Most reports have shown that PAH-related DNA adducts are positively correlated with the smoking status of oral cancer patients. However, these reports did not focus on a specific carcinogen in cigarette smoke. The purpose of this study was to elucidate the role of the BPDE (7,8-dihydroxy-anti-9,10-epoxy-7,8,9,10-tetrahydrobenzo[a]pyrene)-DNA adduct in the development of oral cancer in Taiwanese patients.

DESIGN:

We enrolled 158 oral cancer patients and 64 non-cancer controls to investigate whether there were differences in susceptibility to cigarette smoke exposure in the formation of DNA adducts between cancer patients and controls. Immunohistochemistry and ELISA (enzyme-linked immunosorbent assay) were used to evaluate BPDE-DNA adduct levels in this study.

RESULTS:

Our data showed that the BPDE-DNA adduct levels were positively correlated with gender, smoking status, betel nut chewing and alcohol consumption. The difference in DNA adduct levels could be explained by genetic polymorphisms of glutathione S-transferase M1 (GSTM1), but not by cytochrome P-4501A1 (CYP1A1).
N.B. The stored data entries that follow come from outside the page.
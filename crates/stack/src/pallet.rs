//! Pallet fitting.

use palletize_core::{Dimensions3D, PalletConfig, PalletResult, Result};

/// Tiles outer cartons onto a pallet footprint and stacks them in layers.
///
/// Cartons keep their orientation: the carton length runs along the pallet
/// length, and no layer mixes orientations.
#[derive(Debug, Clone, Copy)]
pub struct PalletFitter {
    config: PalletConfig,
}

impl PalletFitter {
    /// Creates a fitter for the given pallet.
    pub fn new(config: PalletConfig) -> Result<Self> {
        config.validate()?;
        Ok(Self { config })
    }

    /// Returns the pallet configuration.
    pub fn config(&self) -> &PalletConfig {
        &self.config
    }

    /// Cartons along the pallet length, the pallet width, and layers.
    ///
    /// A carton with any zero dimension gets `[0, 0, 0]`.
    pub fn grid(&self, outer: &Dimensions3D) -> [u64; 3] {
        if outer.is_degenerate() {
            log::debug!("Degenerate carton {}, nothing fits", outer);
            return [0, 0, 0];
        }

        [
            floor_div(self.config.pallet_length_mm, outer.length()),
            floor_div(self.config.pallet_width_mm, outer.width()),
            floor_div(self.config.usable_height_mm(), outer.height()),
        ]
    }

    /// Fits `outer` cartons, each holding `units_per_carton` product units.
    pub fn fit(&self, outer: &Dimensions3D, units_per_carton: u64) -> PalletResult {
        let [along_length, along_width, layers] = self.grid(outer);
        let cartons_per_layer = along_length.saturating_mul(along_width);
        let total_cartons = cartons_per_layer.saturating_mul(layers);

        PalletResult {
            cartons_per_layer,
            layers,
            total_cartons,
            total_units: total_cartons.saturating_mul(units_per_carton),
        }
    }

    /// Share of the usable pallet volume occupied by the fitted cartons.
    pub fn utilization(&self, outer: &Dimensions3D, result: &PalletResult) -> f64 {
        let available = self.config.usable_volume();
        if available <= 0.0 {
            return 0.0;
        }
        (outer.volume() * result.total_cartons as f64 / available).min(1.0)
    }
}

impl Default for PalletFitter {
    fn default() -> Self {
        Self {
            config: PalletConfig::default(),
        }
    }
}

fn floor_div(space: f64, size: f64) -> u64 {
    // `as` saturates, so an absurdly small carton caps at u64::MAX
    (space / size).floor().max(0.0) as u64
}

#[cfg(test)]
mod tests {
    use super::*;
    use approx::assert_relative_eq;

    fn dims(l: f64, w: f64, h: f64) -> Dimensions3D {
        Dimensions3D::new(l, w, h).unwrap()
    }

    #[test]
    fn test_standard_pallet() {
        let fitter = PalletFitter::default();
        let result = fitter.fit(&dims(420.0, 174.0, 64.0), 8);

        assert_eq!(
            result,
            PalletResult {
                cartons_per_layer: 10,
                layers: 25,
                total_cartons: 250,
                total_units: 2000,
            }
        );
    }

    #[test]
    fn test_grid() {
        let fitter = PalletFitter::default();
        assert_eq!(fitter.grid(&dims(420.0, 174.0, 64.0)), [2, 5, 25]);
    }

    #[test]
    fn test_zero_dimension_yields_empty() {
        let fitter = PalletFitter::default();
        for outer in [
            dims(0.0, 174.0, 64.0),
            dims(420.0, 0.0, 64.0),
            dims(420.0, 174.0, 0.0),
            Dimensions3D::zero(),
        ] {
            assert_eq!(fitter.fit(&outer, 8), PalletResult::empty());
        }
    }

    #[test]
    fn test_oversized_carton_does_not_fit() {
        let fitter = PalletFitter::default();
        assert!(fitter.fit(&dims(1300.0, 500.0, 500.0), 1).is_empty());
        assert!(fitter.fit(&dims(500.0, 1100.0, 500.0), 1).is_empty());
        assert!(fitter.fit(&dims(500.0, 500.0, 1700.0), 1).is_empty());
    }

    #[test]
    fn test_exact_fit() {
        let config = PalletConfig::new()
            .with_length(1000.0)
            .with_width(1000.0)
            .with_height(1100.0)
            .with_base_height(100.0);
        let fitter = PalletFitter::new(config).unwrap();
        let result = fitter.fit(&dims(500.0, 250.0, 100.0), 1);

        assert_eq!(result.cartons_per_layer, 8);
        assert_eq!(result.layers, 10);
        assert_relative_eq!(fitter.utilization(&dims(500.0, 250.0, 100.0), &result), 1.0, epsilon = 1e-12);
    }

    #[test]
    fn test_tiny_carton_saturates() {
        let fitter = PalletFitter::default();
        let result = fitter.fit(&dims(1e-300, 1e-300, 1e-300), 1000);
        assert_eq!(result.total_units, u64::MAX);
    }

    #[test]
    fn test_utilization() {
        let fitter = PalletFitter::default();
        let outer = dims(420.0, 174.0, 64.0);
        let result = fitter.fit(&outer, 8);
        let expected = 420.0 * 174.0 * 64.0 * 250.0 / (1219.0 * 1016.0 * 1652.0);
        assert_relative_eq!(fitter.utilization(&outer, &result), expected, epsilon = 1e-12);
        assert_eq!(fitter.utilization(&Dimensions3D::zero(), &PalletResult::empty()), 0.0);
    }

    #[test]
    fn test_invalid_config() {
        assert!(PalletFitter::new(PalletConfig::new().with_length(0.0)).is_err());
    }
}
Patients with high DNA adduct levels (≧34.03 adducts/10(8) nucleotides) had an approximately 9.936-fold risk of oral cancer compared with those with low DNA adduct levels (<34.03 adducts/10(8) nucleotides) (p<0.001).

CONCLUSIONS:

We suggest that genetic background and carcinogen exposure may increase the risk of developing oral cancer.

[Indexed for MEDLINE]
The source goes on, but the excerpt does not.